We report a highly enantioselective aza-Henry reaction of nitroalkanes with N-Boc isatin ketimines 1. A cinchona alkaloid derived bifunctional catalyst C5, featuring a C6 hydroxy group, is identified as a powerful catalyst for this reaction. Accordingly, under an atmosphere of nitrogen, to a 10 mL Schlenk tube are added C5 (0.03 mmol, 14.6 mg), MS5Å (120 mg), nitromethane (4.5 mmol, 244 μL) and 3.0 mL of toluene successively, followed by the addition of N-Boc isatin ketimine 1 (0.3 mmol). The resulting mixture is stirred at 20℃ till the full consumption of the ketimine, monitored by TLC analysis. After the solvent is removed under reduced pressure, the residue is directly subjected to column chromatography, using an eluent of dichloromethane and acetone (10:1, V/V), to afford the desired product 3. Under this condition, a variety of differently substituted N-Boc isatin ketimines work well with MeNO2 to provide the Mannich adduct in up to 91% ee. A 1.0 mmol scale reaction of 1a and MeNO₂ is examined, giving adduct 3a in 87% yield and 90% ee.
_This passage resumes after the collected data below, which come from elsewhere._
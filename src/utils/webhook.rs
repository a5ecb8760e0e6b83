//! Webhook通知模块
//! 用于把交易汇总推送到企业微信等平台

use async_trait::async_trait;
use log::{info, warn};
use reqwest::Client;
use serde::{Deserialize, Serialize};
use serde_json::json;
use std::time::Duration;

use crate::core::error::OrbError;

/// 通知配置
#[derive(Debug, Clone, Default, Serialize, Deserialize)]
pub struct NotificationConfig {
    /// 是否启用
    #[serde(default)]
    pub enabled: bool,
    /// 企业微信webhook地址
    #[serde(default)]
    pub webhook_url: Option<String>,
    #[serde(default)]
    pub mentioned_list: Vec<String>,
}

/// 通知渠道
#[async_trait]
pub trait Notifier: Send + Sync {
    async fn send(&self, subject: &str, body: &str) -> Result<(), OrbError>;
}

/// 根据配置选择通知渠道，未启用时退化为只写日志
pub fn build_notifier(config: &NotificationConfig) -> Box<dyn Notifier> {
    match (webhook_target(config), config.enabled) {
        (Some(url), true) => Box::new(WebhookNotifier::new(
            url.to_string(),
            config.mentioned_list.clone(),
        )),
        (None, true) => {
            warn!("通知已启用但webhook_url为空，改为写入日志");
            Box::new(LogNotifier)
        }
        _ => Box::new(LogNotifier),
    }
}

/// 启用且地址非空时返回webhook地址
fn webhook_target(config: &NotificationConfig) -> Option<&str> {
    if !config.enabled {
        return None;
    }
    config
        .webhook_url
        .as_deref()
        .map(str::trim)
        .filter(|url| !url.is_empty())
}

/// 企业微信文本消息
pub fn build_text_payload(subject: &str, body: &str, mentioned_list: &[String]) -> serde_json::Value {
    json!({
        "msgtype": "text",
        "text": {
            "content": format!("【{}】\n{}", subject, body),
            "mentioned_list": mentioned_list,
        }
    })
}

/// Webhook通知器
pub struct WebhookNotifier {
    client: Client,
    webhook_url: String,
    mentioned_list: Vec<String>,
}

impl WebhookNotifier {
    /// 创建新的通知器
    pub fn new(webhook_url: String, mentioned_list: Vec<String>) -> Self {
        let client = Client::builder()
            .timeout(Duration::from_secs(10))
            .build()
            .unwrap_or_else(|_| Client::new());

        Self {
            client,
            webhook_url,
            mentioned_list,
        }
    }
}

#[async_trait]
impl Notifier for WebhookNotifier {
    async fn send(&self, subject: &str, body: &str) -> Result<(), OrbError> {
        let payload = build_text_payload(subject, body, &self.mentioned_list);

        let resp = self
            .client
            .post(&self.webhook_url)
            .json(&payload)
            .send()
            .await
            .map_err(|e| OrbError::Notification(format!("webhook 请求失败: {}", e)))?;

        if !resp.status().is_success() {
            let status = resp.status();
            let text = resp.text().await.unwrap_or_default();
            return Err(OrbError::Notification(format!(
                "webhook 返回异常: {} - {}",
                status, text
            )));
        }

        info!("成功发送Webhook通知: {}", subject);
        Ok(())
    }
}

/// 只写日志的通知器
pub struct LogNotifier;

#[async_trait]
impl Notifier for LogNotifier {
    async fn send(&self, subject: &str, body: &str) -> Result<(), OrbError> {
        info!("通知未启用，汇总内容如下:\n{}\n\n{}", subject, body);
        Ok(())
    }
}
Unfortunately, unprotected isatin derived N-Boc isatin ketimine 1j provides the corresponding product in only 66% ee, suggesting the importance of the N-protecting group of isatin in securing high enantioselectivity. Nitroethane and nitropropane are also viable for this reaction, affording the corresponding products in high yield and excellent ee value, albeit with moderate diastereoselectivity.